WHAT THE EXERCISE ASKS
Two lines in the data below mark the range: the one with "repository a9d6810e104a00ac" and the one with "each operation into". Return both, along with every line between them, exactly.
***
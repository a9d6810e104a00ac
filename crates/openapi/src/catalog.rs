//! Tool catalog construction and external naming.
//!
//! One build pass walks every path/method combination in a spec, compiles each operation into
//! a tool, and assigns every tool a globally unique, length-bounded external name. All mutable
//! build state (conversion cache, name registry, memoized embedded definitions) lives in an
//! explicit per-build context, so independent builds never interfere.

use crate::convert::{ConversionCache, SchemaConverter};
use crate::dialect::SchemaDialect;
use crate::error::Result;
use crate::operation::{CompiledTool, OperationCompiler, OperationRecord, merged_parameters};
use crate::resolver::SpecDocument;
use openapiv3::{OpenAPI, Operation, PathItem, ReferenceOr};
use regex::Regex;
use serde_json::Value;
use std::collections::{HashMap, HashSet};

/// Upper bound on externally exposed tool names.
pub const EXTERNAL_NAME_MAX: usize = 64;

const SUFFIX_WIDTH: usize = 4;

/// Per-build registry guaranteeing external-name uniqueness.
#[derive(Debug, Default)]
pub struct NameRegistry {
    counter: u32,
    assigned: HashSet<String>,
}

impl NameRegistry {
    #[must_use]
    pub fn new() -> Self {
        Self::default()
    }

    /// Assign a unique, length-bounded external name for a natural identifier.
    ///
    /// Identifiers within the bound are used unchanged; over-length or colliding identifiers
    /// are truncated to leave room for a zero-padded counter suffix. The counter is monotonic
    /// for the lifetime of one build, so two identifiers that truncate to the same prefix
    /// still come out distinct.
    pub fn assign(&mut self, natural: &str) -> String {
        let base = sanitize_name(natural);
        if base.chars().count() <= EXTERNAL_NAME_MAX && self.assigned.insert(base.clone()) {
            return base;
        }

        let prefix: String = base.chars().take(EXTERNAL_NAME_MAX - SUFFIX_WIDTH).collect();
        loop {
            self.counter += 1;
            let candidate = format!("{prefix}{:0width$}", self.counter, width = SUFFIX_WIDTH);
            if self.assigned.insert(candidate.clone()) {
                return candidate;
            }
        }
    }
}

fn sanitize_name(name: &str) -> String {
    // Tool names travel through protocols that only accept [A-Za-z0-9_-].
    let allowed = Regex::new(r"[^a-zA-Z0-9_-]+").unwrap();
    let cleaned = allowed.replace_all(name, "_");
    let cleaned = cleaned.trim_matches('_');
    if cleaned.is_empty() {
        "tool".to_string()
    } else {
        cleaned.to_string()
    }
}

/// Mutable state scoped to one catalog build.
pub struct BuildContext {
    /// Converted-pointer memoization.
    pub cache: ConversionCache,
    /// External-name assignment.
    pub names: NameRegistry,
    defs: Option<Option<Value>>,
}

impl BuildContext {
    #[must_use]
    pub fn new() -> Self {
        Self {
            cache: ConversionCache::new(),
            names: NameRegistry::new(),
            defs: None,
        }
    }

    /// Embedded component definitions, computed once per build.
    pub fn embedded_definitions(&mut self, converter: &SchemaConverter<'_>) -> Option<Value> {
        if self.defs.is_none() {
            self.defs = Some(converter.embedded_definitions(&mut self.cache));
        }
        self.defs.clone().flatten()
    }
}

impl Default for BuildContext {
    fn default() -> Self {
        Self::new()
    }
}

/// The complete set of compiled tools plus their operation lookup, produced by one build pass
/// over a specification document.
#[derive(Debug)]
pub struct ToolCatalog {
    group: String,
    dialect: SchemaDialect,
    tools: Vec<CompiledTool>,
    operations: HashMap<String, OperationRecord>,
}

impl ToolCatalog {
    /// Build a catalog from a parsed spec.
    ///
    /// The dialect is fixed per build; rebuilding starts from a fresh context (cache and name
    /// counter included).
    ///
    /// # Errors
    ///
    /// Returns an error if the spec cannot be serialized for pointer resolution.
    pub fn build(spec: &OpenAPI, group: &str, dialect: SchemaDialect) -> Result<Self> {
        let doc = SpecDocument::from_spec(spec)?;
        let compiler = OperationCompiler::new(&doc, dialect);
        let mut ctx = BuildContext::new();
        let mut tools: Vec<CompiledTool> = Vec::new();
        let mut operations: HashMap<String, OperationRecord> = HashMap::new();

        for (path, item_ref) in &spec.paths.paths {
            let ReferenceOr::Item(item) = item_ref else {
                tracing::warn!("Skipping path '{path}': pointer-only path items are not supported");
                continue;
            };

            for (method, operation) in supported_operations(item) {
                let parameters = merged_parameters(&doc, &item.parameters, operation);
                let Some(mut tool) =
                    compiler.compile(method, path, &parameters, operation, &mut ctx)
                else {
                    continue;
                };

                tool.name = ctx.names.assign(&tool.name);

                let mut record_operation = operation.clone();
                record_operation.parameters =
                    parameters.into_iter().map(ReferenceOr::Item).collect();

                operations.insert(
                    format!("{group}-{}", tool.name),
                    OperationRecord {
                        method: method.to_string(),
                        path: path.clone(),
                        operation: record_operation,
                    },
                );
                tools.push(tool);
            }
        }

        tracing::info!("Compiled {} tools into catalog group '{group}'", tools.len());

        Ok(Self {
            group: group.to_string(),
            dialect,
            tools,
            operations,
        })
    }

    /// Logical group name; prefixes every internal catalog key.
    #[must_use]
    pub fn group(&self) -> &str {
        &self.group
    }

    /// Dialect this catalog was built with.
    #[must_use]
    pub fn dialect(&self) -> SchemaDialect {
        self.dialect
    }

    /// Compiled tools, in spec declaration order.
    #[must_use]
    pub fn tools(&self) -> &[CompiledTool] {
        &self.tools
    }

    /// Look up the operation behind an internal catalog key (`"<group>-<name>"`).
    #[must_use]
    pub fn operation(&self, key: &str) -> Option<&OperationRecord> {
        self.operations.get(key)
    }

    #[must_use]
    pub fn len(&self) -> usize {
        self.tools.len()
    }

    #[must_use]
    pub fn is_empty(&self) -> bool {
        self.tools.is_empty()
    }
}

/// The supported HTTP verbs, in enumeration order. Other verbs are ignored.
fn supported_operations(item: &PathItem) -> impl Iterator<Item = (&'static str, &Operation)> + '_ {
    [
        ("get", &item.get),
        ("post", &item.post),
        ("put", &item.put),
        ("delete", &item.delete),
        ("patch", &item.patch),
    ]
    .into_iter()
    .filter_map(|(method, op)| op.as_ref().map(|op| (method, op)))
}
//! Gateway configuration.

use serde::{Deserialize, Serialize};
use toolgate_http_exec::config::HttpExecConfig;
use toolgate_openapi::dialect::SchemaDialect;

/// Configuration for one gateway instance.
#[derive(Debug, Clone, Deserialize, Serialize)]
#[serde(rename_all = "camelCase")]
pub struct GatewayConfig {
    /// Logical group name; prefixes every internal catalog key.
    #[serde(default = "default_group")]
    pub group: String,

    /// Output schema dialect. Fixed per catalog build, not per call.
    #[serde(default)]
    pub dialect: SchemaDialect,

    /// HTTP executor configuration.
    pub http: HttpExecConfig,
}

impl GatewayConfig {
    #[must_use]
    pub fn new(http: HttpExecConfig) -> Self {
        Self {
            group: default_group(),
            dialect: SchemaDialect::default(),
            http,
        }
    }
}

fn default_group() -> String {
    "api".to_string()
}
***
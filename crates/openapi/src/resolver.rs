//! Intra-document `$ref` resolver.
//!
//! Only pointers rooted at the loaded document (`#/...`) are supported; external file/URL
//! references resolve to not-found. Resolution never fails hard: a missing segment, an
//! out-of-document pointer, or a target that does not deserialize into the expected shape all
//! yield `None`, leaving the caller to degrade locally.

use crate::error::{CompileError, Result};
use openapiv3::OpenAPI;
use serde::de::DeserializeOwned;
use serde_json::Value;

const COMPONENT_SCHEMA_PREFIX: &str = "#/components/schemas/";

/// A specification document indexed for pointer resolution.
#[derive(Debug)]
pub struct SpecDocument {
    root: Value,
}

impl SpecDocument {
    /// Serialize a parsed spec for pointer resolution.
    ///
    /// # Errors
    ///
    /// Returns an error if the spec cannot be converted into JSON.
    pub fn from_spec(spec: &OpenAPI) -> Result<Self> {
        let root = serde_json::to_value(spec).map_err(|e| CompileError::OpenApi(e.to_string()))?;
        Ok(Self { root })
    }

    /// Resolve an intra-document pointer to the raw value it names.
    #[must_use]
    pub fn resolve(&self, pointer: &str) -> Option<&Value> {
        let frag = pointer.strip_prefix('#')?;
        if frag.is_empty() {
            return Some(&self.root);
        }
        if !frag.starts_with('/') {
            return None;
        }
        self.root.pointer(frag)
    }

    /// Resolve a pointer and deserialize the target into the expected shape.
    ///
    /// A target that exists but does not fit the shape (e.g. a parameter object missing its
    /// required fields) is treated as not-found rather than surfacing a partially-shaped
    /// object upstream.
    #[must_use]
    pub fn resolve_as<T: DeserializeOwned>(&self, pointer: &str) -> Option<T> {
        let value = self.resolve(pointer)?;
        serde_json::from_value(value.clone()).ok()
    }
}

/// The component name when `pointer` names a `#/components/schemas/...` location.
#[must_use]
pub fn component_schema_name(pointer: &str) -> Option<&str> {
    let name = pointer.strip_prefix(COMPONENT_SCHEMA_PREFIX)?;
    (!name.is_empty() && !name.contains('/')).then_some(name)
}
***
RESULT OF THE TASK
repository a9d6810e104a00ac
filename crates/openapi/src/catalog.rs
//! Tool catalog construction and external naming.
//!
//! One build pass walks every path/method combination in a spec, compiles each operation into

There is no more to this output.